I've previously explained the background and motivation of The Little Network That Could, but I realised that there are some implicit values that permeate my choices which would be worth making explicit. Here are a few which come to mind:
Espousing the Keep It Simple, Stupid principle is well-enough established in IT circles that I don't feel the need to justify my selection of it as a core design principle, but I will note a couple of things:
- One of my main goals in network design is security, and complexity is the enemy of security.

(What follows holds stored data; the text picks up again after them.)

mod common;

use std::collections::BTreeSet;
use std::time::Duration;

use cinema_booking::config::BookingConfig;
use cinema_booking::error::{BookingError, ValidationError};
use cinema_booking::models::BookingOutcome;
use cinema_booking::services::BookingService;
use cinema_booking::store::{BookingStore, BookingTx};

use common::{service, OTHER_ROOM_SHOW, SHOW};

fn set(ids: &[i64]) -> BTreeSet<i64> {
    ids.iter().copied().collect()
}

#[tokio::test]
async fn four_seat_showroom_scenario() {
    let (_store, svc) = service().await;

    let first = svc.book_seats(SHOW, &[1, 2], 100).await.unwrap();
    assert!(first.is_booked());

    match svc.book_seats(SHOW, &[2, 3], 200).await.unwrap() {
        BookingOutcome::Conflict { unavailable } => assert_eq!(unavailable, vec![2]),
        other => panic!("expected conflict, got {:?}", other),
    }

    assert_eq!(svc.get_available_seats(SHOW).await.unwrap(), set(&[3, 4]));
    assert!(!svc.is_sold_out(SHOW).await.unwrap());

    let last = svc.book_seats(SHOW, &[3, 4], 200).await.unwrap();
    assert!(last.is_booked());
    assert!(svc.is_sold_out(SHOW).await.unwrap());
    assert!(svc.get_available_seats(SHOW).await.unwrap().is_empty());
}

#[tokio::test]
async fn conflict_books_nothing() {
    let (store, svc) = service().await;
    svc.book_seats(SHOW, &[3], 100).await.unwrap();

    let outcome = svc.book_seats(SHOW, &[1, 2, 3], 200).await.unwrap();
    assert!(matches!(outcome, BookingOutcome::Conflict { ref unavailable } if unavailable == &vec![3]));

    let bookings = store.active_bookings(SHOW).await;
    assert_eq!(bookings.len(), 1);
    assert_eq!(bookings[0].seat_id, 3);
    assert_eq!(bookings[0].user_id, 100);
}

#[tokio::test]
async fn successful_booking_shares_one_reference_and_prices_seats() {
    let (store, svc) = service().await;

    let booking = match svc.book_seats(SHOW, &[4, 1], 7).await.unwrap() {
        BookingOutcome::Booked(b) => b,
        other => panic!("expected booking, got {:?}", other),
    };

    let prices: Vec<(i64, i64)> = booking.tickets.iter().map(|t| (t.seat_id, t.price_cents)).collect();
    assert_eq!(prices, vec![(1, 1000), (4, 1500)]);
    assert_eq!(booking.total_cents, 2500);
    assert_eq!(booking.tickets[1].seat_number, 4);
    assert!(!booking.sold_out);

    let rows = store.active_bookings(SHOW).await;
    assert_eq!(rows.len(), 2);
    assert!(rows.iter().all(|r| r.booking_ref == booking.booking_ref && r.user_id == 7));
}

#[tokio::test]
async fn same_seat_on_different_shows_is_independent() {
    let (store, svc) = service().await;
    store
        .insert_show(cinema_booking::models::Show {
            id: 3,
            movie_id: 1,
            showroom_id: 10,
            show_time: (chrono::Utc::now() + chrono::Duration::days(2)).naive_utc(),
            base_price_cents: 1200,
            is_booked_out: false,
        })
        .await;

    assert!(svc.book_seats(SHOW, &[1], 1).await.unwrap().is_booked());
    assert!(svc.book_seats(3, &[1], 2).await.unwrap().is_booked());
}

#[tokio::test]
async fn empty_seat_set_is_rejected_without_touching_storage() {
    let (store, svc) = service().await;
    let err = svc.book_seats(SHOW, &[], 1).await.unwrap_err();
    assert!(matches!(err, BookingError::Validation(ValidationError::EmptySeatSet)));
    assert_eq!(store.layout_loads(), 0);
}

#[tokio::test]
async fn duplicate_seat_is_rejected() {
    let (_store, svc) = service().await;
    let err = svc.book_seats(SHOW, &[1, 1], 1).await.unwrap_err();
    assert!(matches!(err, BookingError::Validation(ValidationError::DuplicateSeat(1))));
}

#[tokio::test]
async fn seat_from_another_showroom_is_rejected() {
    let (store, svc) = service().await;
    let err = svc.book_seats(SHOW, &[1, 5], 1).await.unwrap_err();
    match err {
        BookingError::Validation(ValidationError::SeatsNotInShowroom { show_id, seat_ids }) => {
            assert_eq!(show_id, SHOW);
            assert_eq!(seat_ids, vec![5]);
        }
        other => panic!("unexpected error: {:?}", other),
    }
    assert!(store.active_bookings(SHOW).await.is_empty());
}

#[tokio::test]
async fn unknown_show_is_a_validation_error() {
    let (_store, svc) = service().await;
    let err = svc.book_seats(999, &[1], 1).await.unwrap_err();
    assert!(matches!(err, BookingError::Validation(ValidationError::UnknownShow(999))));
    let err = svc.is_sold_out(999).await.unwrap_err();
    assert!(matches!(err, BookingError::Validation(ValidationError::UnknownShow(999))));
}

#[tokio::test]
async fn non_positive_user_is_rejected() {
    let (_store, svc) = service().await;
    let err = svc.book_seats(SHOW, &[1], 0).await.unwrap_err();
    assert!(matches!(err, BookingError::Validation(ValidationError::InvalidUser(0))));
}

#[tokio::test]
async fn sold_out_flag_is_written_with_last_booking() {
    let (store, svc) = service().await;
    svc.book_seats(OTHER_ROOM_SHOW, &[5], 1).await.unwrap();
    assert_eq!(store.stored_booked_out(OTHER_ROOM_SHOW).await, Some(false));

    match svc.book_seats(OTHER_ROOM_SHOW, &[6], 2).await.unwrap() {
        BookingOutcome::Booked(b) => assert!(b.sold_out),
        other => panic!("expected booking, got {:?}", other),
    }
    assert_eq!(store.stored_booked_out(OTHER_ROOM_SHOW).await, Some(true));
}

#[tokio::test]
async fn is_sold_out_ignores_stale_stored_flag() {
    let (store, svc) = service().await;
    store.overwrite_booked_out(SHOW, true).await;
    assert!(!svc.is_sold_out(SHOW).await.unwrap());
}

#[tokio::test]
async fn listing_hides_sold_out_shows_on_request() {
    let (_store, svc) = service().await;
    svc.book_seats(OTHER_ROOM_SHOW, &[5, 6], 1).await.unwrap();

    let all = svc.list_shows(false).await.unwrap();
    assert_eq!(all.len(), 2);
    assert_eq!(all.iter().find(|s| s.show_id == OTHER_ROOM_SHOW).unwrap().booked_seats, 2);

    let available: Vec<i64> = svc.list_shows(true).await.unwrap().iter().map(|s| s.show_id).collect();
    assert_eq!(available, vec![SHOW]);
}

#[tokio::test]
async fn seat_details_exclude_booked_seats_and_carry_prices() {
    let (_store, svc) = service().await;
    svc.book_seats(SHOW, &[1], 1).await.unwrap();

    let offers = svc.available_seat_details(SHOW).await.unwrap();
    let ids: Vec<i64> = offers.iter().map(|o| o.seat_id).collect();
    assert_eq!(ids, vec![2, 3, 4]);
    let vip = offers.iter().find(|o| o.seat_id == 4).unwrap();
    assert_eq!(vip.category.as_deref(), Some("vip"));
    assert_eq!(vip.price_cents, 1500);
}

#[tokio::test]
async fn quote_validates_like_booking() {
    let (store, svc) = service().await;
    let quotes = svc.quote(SHOW, &[4, 2]).await.unwrap();
    assert_eq!(quotes.iter().map(|q| q.price_cents).sum::<i64>(), 2500);

    assert!(matches!(
        svc.quote(SHOW, &[6]).await.unwrap_err(),
        BookingError::Validation(ValidationError::SeatsNotInShowroom { .. })
    ));
    assert!(store.active_bookings(SHOW).await.is_empty());
}

#[tokio::test]
async fn transient_read_failures_are_retried() {
    let (store, svc) = service().await;
    store.fail_next_reads(3);
    assert!(svc.book_seats(SHOW, &[1], 1).await.unwrap().is_booked());
    assert_eq!(store.active_bookings(SHOW).await.len(), 1);
}

#[tokio::test]
async fn read_failures_surface_after_retry_bound() {
    let (store, svc) = service().await;
    store.fail_next_reads(100);
    match svc.book_seats(SHOW, &[1], 1).await.unwrap_err() {
        BookingError::Transient { attempts, .. } => assert_eq!(attempts, 4),
        other => panic!("unexpected error: {:?}", other),
    }
}

#[tokio::test]
async fn commit_failure_is_ambiguous_and_not_retried() {
    let (store, svc) = service().await;
    store.fail_next_commit();

    let err = svc.book_seats(SHOW, &[1, 2], 1).await.unwrap_err();
    assert!(matches!(err, BookingError::CommitAmbiguous { show_id: SHOW, .. }));

    // Повтор закоммитил бы бронь со второй попытки
    assert!(store.active_bookings(SHOW).await.is_empty());
    assert!(svc.book_seats(SHOW, &[1, 2], 2).await.unwrap().is_booked());
}

#[tokio::test]
async fn unique_index_rejection_is_a_conflict_not_an_ambiguous_commit() {
    let (store, svc) = service().await;
    store.fail_next_insert_unique();

    match svc.book_seats(SHOW, &[1, 2], 1).await.unwrap() {
        BookingOutcome::Conflict { unavailable } => assert_eq!(unavailable, vec![1, 2]),
        other => panic!("expected conflict, got {:?}", other),
    }
    assert!(store.active_bookings(SHOW).await.is_empty());
    assert_eq!(store.stored_booked_out(SHOW).await, Some(false));

    assert!(svc.book_seats(SHOW, &[1, 2], 1).await.unwrap().is_booked());
}

#[tokio::test]
async fn default_config_runs_scenario_with_retry() {
    let store = common::cinema().await;
    let svc = BookingService::new(store.clone(), BookingConfig::default());
    store.fail_next_reads(1);

    assert!(svc.book_seats(SHOW, &[1, 2], 100).await.unwrap().is_booked());
    assert!(matches!(
        svc.book_seats(SHOW, &[2, 3], 200).await.unwrap(),
        BookingOutcome::Conflict { ref unavailable } if unavailable == &vec![2]
    ));
    assert_eq!(svc.get_available_seats(SHOW).await.unwrap(), set(&[3, 4]));
    assert_eq!(svc.quote(SHOW, &[4]).await.unwrap()[0].price_cents, 1500);
    assert!(svc.book_seats(SHOW, &[3, 4], 200).await.unwrap().is_booked());
    assert!(svc.is_sold_out(SHOW).await.unwrap());
    assert!(svc.list_shows(true).await.unwrap().iter().all(|s| s.show_id != SHOW));
}

#[tokio::test]
async fn booking_gives_up_when_show_stays_locked() {
    let store = common::cinema().await;
    let svc = BookingService::new(
        store.clone(),
        BookingConfig { tx_timeout_ms: 30, read_retries: 1, retry_backoff_ms: 1, reconcile_interval_secs: 60 },
    );

    let held = store.begin(SHOW, Duration::from_secs(1)).await.unwrap();
    match svc.book_seats(SHOW, &[1], 1).await.unwrap_err() {
        BookingError::Transient { attempts, .. } => assert_eq!(attempts, 2),
        other => panic!("unexpected error: {:?}", other),
    }
    drop(held);

    assert!(svc.book_seats(SHOW, &[1], 1).await.unwrap().is_booked());
}

#[tokio::test]
async fn availability_waits_for_in_flight_booking() {
    let store = common::cinema().await;
    let svc = BookingService::new(store.clone(), common::config());

    let mut tx = store.begin(SHOW, Duration::from_secs(1)).await.unwrap();
    tx.insert_bookings(&cinema_booking::store::BookingDraft {
        booking_ref: uuid::Uuid::new_v4(),
        show_id: SHOW,
        user_id: 1,
        booking_time: chrono::Utc::now(),
        lines: vec![cinema_booking::store::DraftLine { seat_id: 2, price_cents: 1000 }],
    })
    .await
    .unwrap();

    let reader = {
        let svc = svc.clone();
        tokio::spawn(async move { svc.get_available_seats(SHOW).await })
    };

    tokio::time::sleep(Duration::from_millis(50)).await;
    assert!(!reader.is_finished());

    tx.commit().await.unwrap();
    let available = reader.await.unwrap().unwrap();
    assert_eq!(available, set(&[1, 3, 4]));
}

#[tokio::test]
async fn caller_can_abandon_booking_before_commit() {
    let store = common::cinema().await;
    let svc = BookingService::new(store.clone(), common::config());

    let held = store.begin(SHOW, Duration::from_secs(1)).await.unwrap();
    let abandoned =
        tokio::time::timeout(Duration::from_millis(20), svc.book_seats(SHOW, &[1], 1)).await;
    assert!(abandoned.is_err());
    drop(held);

    assert!(store.active_bookings(SHOW).await.is_empty());
}
use serde::Deserialize;
use std::env;
use std::str::FromStr;
use std::time::Duration;
use thiserror::Error;

#[derive(Debug, Error)]
pub enum ConfigError {
    #[error("{0} must be set")]
    Missing(&'static str),
    #[error("{name} has invalid value {value:?}")]
    Invalid { name: &'static str, value: String },
}

// Главная структура конфигурации - контейнер для всех настроек
#[derive(Debug, Clone, Deserialize)]
pub struct Config {
    pub app: AppConfig,
    pub database: DatabaseConfig,
    pub redis: RedisConfig,
    pub booking: BookingConfig,
}

// Настройки приложения
#[derive(Debug, Clone, Deserialize)]
pub struct AppConfig {
    pub host: String,
    pub port: u16,
    pub environment: String,
    pub rust_log: String,
    pub log_json: bool,
}

// Настройки базы данных
#[derive(Debug, Clone, Deserialize)]
pub struct DatabaseConfig {
    pub url: String,
    pub pool_size: u32,
    pub run_migrations: bool,
}

// Настройки Redis
#[derive(Debug, Clone, Deserialize)]
pub struct RedisConfig {
    pub url: String,
    pub show_cache_ttl_secs: u64,
}

/// Параметры ядра бронирования.
#[derive(Debug, Clone, Deserialize)]
pub struct BookingConfig {
    /// Верхняя граница на одну попытку бронирования, включая ожидание блокировки сеанса
    pub tx_timeout_ms: u64,
    /// Сколько раз повторять фазу чтения при транзиентных сбоях
    pub read_retries: u32,
    pub retry_backoff_ms: u64,
    pub reconcile_interval_secs: u64,
}

impl BookingConfig {
    pub fn tx_timeout(&self) -> Duration {
        Duration::from_millis(self.tx_timeout_ms)
    }

    pub fn retry_backoff(&self) -> Duration {
        Duration::from_millis(self.retry_backoff_ms)
    }

    /// Задержка перед повтором номер `attempt` (с 1): база удваивается,
    /// но не больше чем в 16 раз.
    pub fn retry_delay(&self, attempt: u32) -> Duration {
        self.retry_backoff() * 2u32.pow(attempt.saturating_sub(1).min(4))
    }
}

impl Default for BookingConfig {
    fn default() -> Self {
        Self {
            tx_timeout_ms: 2_000,
            read_retries: 3,
            retry_backoff_ms: 50,
            reconcile_interval_secs: 300,
        }
    }
}

fn required(name: &'static str) -> Result<String, ConfigError> {
    env::var(name).map_err(|_| ConfigError::Missing(name))
}

fn parsed<T: FromStr>(name: &'static str, default: &str) -> Result<T, ConfigError> {
    let value = env::var(name).unwrap_or_else(|_| default.to_string());
    value
        .parse()
        .map_err(|_| ConfigError::Invalid { name, value })
}

impl Config {
    pub fn from_env() -> Result<Self, ConfigError> {
        Ok(Config {
            app: AppConfig {
                host: env::var("HOST").unwrap_or_else(|_| "0.0.0.0".to_string()),
                port: parsed("PORT", "8000")?,
                environment: env::var("ENVIRONMENT").unwrap_or_else(|_| "development".to_string()),
                rust_log: env::var("RUST_LOG")
                    .unwrap_or_else(|_| "cinema_booking=debug,tower_http=debug".to_string()),
                log_json: env::var("LOG_FORMAT").map(|f| f == "json").unwrap_or(false),
            },
            database: DatabaseConfig {
                url: required("DATABASE_URL")?,
                pool_size: parsed("DB_POOL_SIZE", "20")?,
                run_migrations: parsed("RUN_MIGRATIONS", "true")?,
            },
            redis: RedisConfig {
                url: required("REDIS_URL")?,
                show_cache_ttl_secs: parsed("SHOW_CACHE_TTL_SECS", "30")?,
            },
            booking: BookingConfig {
                tx_timeout_ms: parsed("BOOKING_TX_TIMEOUT_MS", "2000")?,
                read_retries: parsed("BOOKING_READ_RETRIES", "3")?,
                retry_backoff_ms: parsed("BOOKING_RETRY_BACKOFF_MS", "50")?,
                reconcile_interval_secs: parsed("RECONCILE_INTERVAL_SECS", "300")?,
            },
        })
    }
}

- My time and my intellectual capacity are very limited, and building complexity directly impacts the abundance of the former and the energy required for the latter. Perhaps no better defence of the K.I.S.S. principle has been made in recent years than this gem from Richard Turton:
This is somewhat of an extension of the previous point, in that I value simplicity in a solution over feature-completeness, elegance, or trendiness, but it is also a value in itself: I have to live with my design choices, so they have to work. Once I have something working, I usually stop there and move on to the next thing on my ever-growing to do list. My code is littered with FIXME comments, and I'm fine with that. Very occasionally something might work inelegantly enough for me to come back to it and put some time into making it better, but that's the exception rather than the rule.
Of Pets and Cattle
In my current day job I work on helping customers covert their applications into container- and serverless-friendly microservices. We try to work within the Agile Manifesto's principles as best we can, and usually this involves automating everything. This means we strongly eschew "pets", as they are typically termed - servers or containers or functions which are unique snowflakes, maintained by hand - in favour of "cattle", which are maintained via automation and easily able to be replaced with another unit at short notice.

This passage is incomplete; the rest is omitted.